For our inaugural meetup, we'll have two talks on applications of NLP, one from the academic side, and one from industry. Talks will run from 6:30 until about 8, with the remainder of time available for mingling and networking. Food and drinks for this meetup will be generously provided by Culture Amp.
The first speaker will be Tim Baldwin, a leading NLP researcher and Professor in the School of Computing and Information Systems at the University of Melbourne and Associate Dean (Research Training) in the
Melbourne School of Engineering. The title of Tim's talk is "Robust, Unbiased Natural Language Processing".
The second speaker will be Antonio Jimeno Yepes, a specialist in biomedical NLP and technical team lead at IBM Research,
who will talk about text mining over biomedical literature. Antonio's talk title is "A hybrid approach for automated mutation annotation of the extended human mutation landscape in scientific literature"
Abstract for Tim Baldwin's talk "Robust, Unbiased Natural Language Processing"
Natural Language Processing systems are notoriously brittle to linguistic
noise and shifts in domain, and also generally biased by the composition of the training data. I will detail a number of approaches for improving the
robustness of NLP systems through a range of techniques, including: (1) data augmentation through the generation of linguistically-motivated training data perturbations, using lexical semantic and syntactic methods; (2) joint learning of a structured model with domain-specific and domain-general components, coupled with adversarial training for domain; and (3) explicitly learning representations that obscure author characteristics at training time. Over tasks including sentiment analysis, language identification, and POS tagging, I will show that the resulting models are more robust out-of-domain, and in the case of the final method, are less demographically biased.

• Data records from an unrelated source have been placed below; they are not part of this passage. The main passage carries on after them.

//! The `binalleles` subcommand: collapse every n-allelic record into up to
//! n−1 biallelic records whose pseudo-REF and pseudo-ALT each pool the
//! original alleles on one side of a length cut point.
//!
//! For each cut, the three output PL values are the minima of the input PL
//! over the genotype pairs drawn from REFBIN×REFBIN, REFBIN×ALTBIN and
//! ALTBIN×ALTBIN, and GT is the argmin of the three.

use std::path::PathBuf;

use anyhow::{Context, Result};
use noodles::vcf::variant::RecordBuf;

use crate::{
    convert,
    error::{self, Error},
    header,
    io::{OutputType, VariantSource, create_writer},
    record::{Column, FormatValue, InfoValue, IntArray, Record, genotype_count, gt_index},
};

/// Configuration for one `binalleles` invocation.
#[derive(Debug, Clone)]
pub struct BinallelesConfig {
    pub input: PathBuf,
    pub output: PathBuf,
    pub output_type: OutputType,
    pub bin_by_length: bool,
    /// Also emit cuts that fall between alleles of equal length.
    pub same_length_splits: bool,
    pub threads: usize,
}

/// Statistics describing one `binalleles` run.
#[derive(Debug, Default, Clone)]
pub struct BinallelesSummary {
    pub records_in: usize,
    pub records_out: usize,
}

/// Pipeline-owned scratch for the binning stage, reused across records.
#[derive(Debug, Default)]
struct Binner {
    same_length_splits: bool,
    n_samples: usize,
    /// `(length, original index)` per allele, index 0 for REF.
    lengths: Vec<(usize, usize)>,
    refbin: Vec<i16>,
    altbin: Vec<i16>,
}

impl Binner {
    /// Emits the binned records for one input record into `out`. Records
    /// that are not multi-allelic or carry no PL pass through unchanged.
    fn transform(
        &mut self,
        record: Record,
        record_no: usize,
        out: &mut Vec<Record>,
    ) -> error::Result<()> {
        let n_alts = record.n_alts();
        let n_alleles = n_alts + 1;

        if n_alts <= 1 || !record.has_format("PL") {
            out.push(record);
            return Ok(());
        }

        self.lengths.clear();
        self.lengths.push((record.ref_bases.len(), 0));
        self.lengths
            .extend(record.alt.iter().enumerate().map(|(i, alt)| (alt.len(), i + 1)));
        self.lengths.sort_unstable();

        for i in 0..n_alleles - 1 {
            let refbin_max = self.lengths[i].0;
            let altbin_min = self.lengths[i + 1].0;

            // A length must not be present in both groups.
            if refbin_max == altbin_min && !self.same_length_splits {
                continue;
            }

            self.refbin.clear();
            self.refbin
                .extend(self.lengths[..=i].iter().map(|&(_, index)| index as i16));
            self.altbin.clear();
            self.altbin
                .extend(self.lengths[i + 1..].iter().map(|&(_, index)| index as i16));

            let id = if record.id != "." {
                format!("{}_div_{}", record.id, i)
            } else {
                String::from(".")
            };

            let (gts, pls) = match record.format_value("PL").expect("PL presence checked") {
                FormatValue::I8(column) => self.bin_pls(column, n_alts, record_no)?,
                FormatValue::I16(column) => self.bin_pls(column, n_alts, record_no)?,
                FormatValue::I32(column) => self.bin_pls(column, n_alts, record_no)?,
                _ => return Err(Error::PlTypeMismatch { record: record_no }),
            };

            out.push(Record {
                chrom: record.chrom.clone(),
                pos: record.pos,
                id,
                ref_bases: String::from("."),
                alt: vec![String::from("."), String::from(".")],
                qual: None,
                filters: Vec::new(),
                info: vec![
                    (
                        String::from("REFBIN_MAXLEN"),
                        InfoValue::Integer(refbin_max as i32),
                    ),
                    (
                        String::from("ALTBIN_MINLEN"),
                        InfoValue::Integer(altbin_min as i32),
                    ),
                    (
                        String::from("REFBIN_INDEXES"),
                        InfoValue::IntegerArray(IntArray::I16(self.refbin.clone())),
                    ),
                    (
                        String::from("ALTBIN_INDEXES"),
                        InfoValue::IntegerArray(IntArray::I16(self.altbin.clone())),
                    ),
                ],
                genotypes: vec![
                    (String::from("GT"), FormatValue::Str(gts)),
                    (String::from("PL"), pls),
                ],
            });
        }

        Ok(())
    }

    /// Computes the three-entry PL row and the matching GT call for every
    /// sample under the current REFBIN/ALTBIN partition.
    fn bin_pls<T>(
        &self,
        in_pls: &Column<T>,
        n_alts: usize,
        record_no: usize,
    ) -> error::Result<(Vec<String>, FormatValue)>
    where
        T: Copy + Ord + Into<i32>,
    {
        if in_pls.flat_len() != self.n_samples * genotype_count(n_alts) {
            return Err(Error::DiploidOrCardinalityMismatch {
                record: record_no,
                field: String::from("PL"),
            });
        }

        let mut gts = Vec::with_capacity(self.n_samples);
        let mut out_pls: Column<i32> = Column::new();
        out_pls.reserve(self.n_samples + 1, self.n_samples * 3);

        for j in 0..self.n_samples {
            let in_pl = in_pls.row(j);

            let out_pl = [
                min_over_pairs(in_pl, &self.refbin, &self.refbin),
                min_over_pairs(in_pl, &self.refbin, &self.altbin),
                min_over_pairs(in_pl, &self.altbin, &self.altbin),
            ];

            let mut argmin = 0;
            for (k, value) in out_pl.iter().enumerate() {
                if *value < out_pl[argmin] {
                    argmin = k;
                }
            }

            gts.push(String::from(match argmin {
                0 => "0/0",
                1 => "0/1",
                _ => "1/1",
            }));

            out_pls.push_row(out_pl);
        }

        Ok((gts, FormatValue::I32(out_pls)))
    }
}

/// Minimum input PL over all unordered genotype pairs with one allele drawn
/// from each bin.
fn min_over_pairs<T>(pl: &[T], xs: &[i16], ys: &[i16]) -> i32
where
    T: Copy + Ord + Into<i32>,
{
    let mut best: Option<T> = None;

    for &b in ys {
        for &a in xs {
            let (a, b) = (a.min(b) as usize, a.max(b) as usize);
            let value = pl[gt_index(a, b)];
            if best.is_none_or(|m| value < m) {
                best = Some(value);
            }
        }
    }

    best.expect("bins are never empty").into()
}

pub fn run(config: &BinallelesConfig) -> Result<BinallelesSummary> {
    tracing::info!(
        input = %config.input.display(),
        output = %config.output.display(),
        bin_by_length = config.bin_by_length,
        same_length_splits = config.same_length_splits,
        "starting allele binning",
    );

    let mut source = VariantSource::open(&config.input)?;
    let input_header = source
        .read_header()
        .context("failed to read input header")?;

    let n_samples = input_header.sample_names().len();
    if n_samples == 0 {
        return Err(Error::NoSamples.into());
    }

    let output_header = if config.bin_by_length {
        header::binalleles_header(&input_header)
    } else {
        input_header.clone()
    };

    let mut writer = create_writer(&config.output, config.output_type, config.threads)?;
    writer
        .write_variant_header(&output_header)
        .context("failed to write output header")?;

    let mut summary = BinallelesSummary::default();
    let mut binner = Binner {
        same_length_splits: config.same_length_splits,
        n_samples,
        ..Binner::default()
    };

    let mut buf = RecordBuf::default();
    let mut pending: Vec<Record> = Vec::new();

    loop {
        let record_no = summary.records_in;

        let n = source
            .read_record(&input_header, &mut buf)
            .map_err(|source| Error::Reader {
                record: record_no,
                source,
            })?;
        if n == 0 {
            break;
        }
        summary.records_in += 1;

        let record = convert::decode(record_no, &buf)?;

        pending.clear();
        if config.bin_by_length {
            tracing::debug!(record = record_no, "binning begin");
            binner.transform(record, record_no, &mut pending)?;
            tracing::debug!(record = record_no, "binning end");
        } else {
            pending.push(record);
        }

        for record in pending.drain(..) {
            let encoded = convert::encode(record_no, &record)?;
            writer
                .write_variant(&output_header, &encoded)
                .map_err(|source| Error::Writer {
                    record: record_no,
                    source,
                })?;
            summary.records_out += 1;
        }
    }

    writer.finish().context("failed to finalize output")?;

    tracing::info!(
        records_in = summary.records_in,
        records_out = summary.records_out,
        "allele binning finished",
    );

    Ok(summary)
}

#[cfg(test)]
mod tests {
    use super::*;

    fn binner(n_samples: usize, same_length_splits: bool) -> Binner {
        Binner {
            same_length_splits,
            n_samples,
            ..Binner::default()
        }
    }

    fn record_with_lengths() -> Record {
        let mut record = Record {
            chrom: String::from("chr1"),
            pos: 30,
            id: String::from("site1"),
            ref_bases: String::from("A"),
            alt: ["T", "G", "ATG"].iter().map(|s| s.to_string()).collect(),
            ..Record::default()
        };

        // One sample; PL over 3 ALTs has g(3,3)+1 = 10 entries. Genotype
        // (0,3) is the certain one.
        let mut pl_values = vec![50i32; genotype_count(3)];
        pl_values[gt_index(0, 3)] = 0;

        let mut pl = Column::new();
        pl.push_row(pl_values);

        record.genotypes.push((
            String::from("GT"),
            FormatValue::Str(vec![String::from("0/3")]),
        ));
        record
            .genotypes
            .push((String::from("PL"), FormatValue::I32(pl)));

        record
    }

    fn info_int(record: &Record, key: &str) -> i32 {
        match record.info_value(key) {
            Some(InfoValue::Integer(n)) => *n,
            other => panic!("unexpected {key}: {other:?}"),
        }
    }

    fn info_indexes(record: &Record, key: &str) -> Vec<i16> {
        match record.info_value(key) {
            Some(InfoValue::IntegerArray(IntArray::I16(v))) => v.clone(),
            other => panic!("unexpected {key}: {other:?}"),
        }
    }

    #[test]
    fn bins_along_length_cut_points() {
        let mut out = Vec::new();
        binner(1, false)
            .transform(record_with_lengths(), 0, &mut out)
            .unwrap();

        // Cuts at i=0 and i=1 fall between equal lengths (1,1,1) and are
        // skipped; only the i=2 cut between length 1 and length 3 remains.
        assert_eq!(out.len(), 1);
        let bin = &out[0];

        assert_eq!(bin.id, "site1_div_2");
        assert_eq!(bin.ref_bases, ".");
        assert_eq!(bin.alt, vec![String::from("."), String::from(".")]);
        assert_eq!(info_int(bin, "REFBIN_MAXLEN"), 1);
        assert_eq!(info_int(bin, "ALTBIN_MINLEN"), 3);
        assert_eq!(info_indexes(bin, "REFBIN_INDEXES"), vec![0, 1, 2]);
        assert_eq!(info_indexes(bin, "ALTBIN_INDEXES"), vec![3]);

        // REFBIN pairs all have PL 50; the cross pair (0,3) has PL 0; the
        // within-ALTBIN pair (3,3) has PL 50.
        match bin.format_value("PL").unwrap() {
            FormatValue::I32(column) => assert_eq!(column.row(0), &[50, 0, 50]),
            other => panic!("unexpected PL column: {other:?}"),
        }
        match bin.format_value("GT").unwrap() {
            FormatValue::Str(gts) => assert_eq!(gts[0], "0/1"),
            other => panic!("unexpected GT column: {other:?}"),
        }
    }

    #[test]
    fn same_length_splits_emits_every_cut() {
        let mut out = Vec::new();
        binner(1, true)
            .transform(record_with_lengths(), 0, &mut out)
            .unwrap();

        assert_eq!(out.len(), 3);
        assert_eq!(out[0].id, "site1_div_0");
        assert_eq!(info_indexes(&out[0], "REFBIN_INDEXES"), vec![0]);
        assert_eq!(info_indexes(&out[0], "ALTBIN_INDEXES"), vec![1, 2, 3]);
        assert_eq!(out[2].id, "site1_div_2");
    }

    #[test]
    fn biallelic_records_pass_through() {
        let mut record = record_with_lengths();
        record.alt = vec![String::from("T")];
        let snapshot = record.clone();

        let mut out = Vec::new();
        binner(1, false).transform(record, 0, &mut out).unwrap();

        assert_eq!(out.len(), 1);
        assert_eq!(out[0], snapshot);
    }

    #[test]
    fn records_without_pl_pass_through() {
        let mut record = record_with_lengths();
        record.genotypes.retain(|(id, _)| id != "PL");
        let snapshot = record.clone();

        let mut out = Vec::new();
        binner(1, false).transform(record, 0, &mut out).unwrap();

        assert_eq!(out.len(), 1);
        assert_eq!(out[0], snapshot);
    }

    #[test]
    fn wrong_pl_cardinality_is_rejected() {
        let mut record = record_with_lengths();
        if let Some(FormatValue::I32(column)) = record.format_value_mut("PL") {
            column.data_mut().pop();
        }

        let mut out = Vec::new();
        let result = binner(1, false).transform(record, 2, &mut out);
        assert!(matches!(
            result,
            Err(Error::DiploidOrCardinalityMismatch { record: 2, .. })
        ));
    }
}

Abstract for Antonio Jimeno Yepes's talk "A hybrid approach for automated mutation annotation of the extended human mutation landscape in scientific literature":
As the cost of DNA sequencing continues to fall, an increasing amount of information on human genetic variation is being produced that could help progress precision medicine. However, information about such mutations is typically first made available in the scientific literature, and is then later manually curated into more standardized genomic databases. This curation process is expensive, time-consuming and many variants do not end up being fully curated, if at all.
Detecting mutations in the literature is the first key step towards automating this process.
However, most of the current methods have focused on identifying mutations that follow existing nomenclatures. We show that there is a large number of mutations that are missed by using this standard approach. Furthermore, we implement the first mutation annotator to cover an extended mutation landscape, and we show that its F1 performance is the same performance as human annotation (F[masked] for manual annotation vs F[masked] for automatic annotation).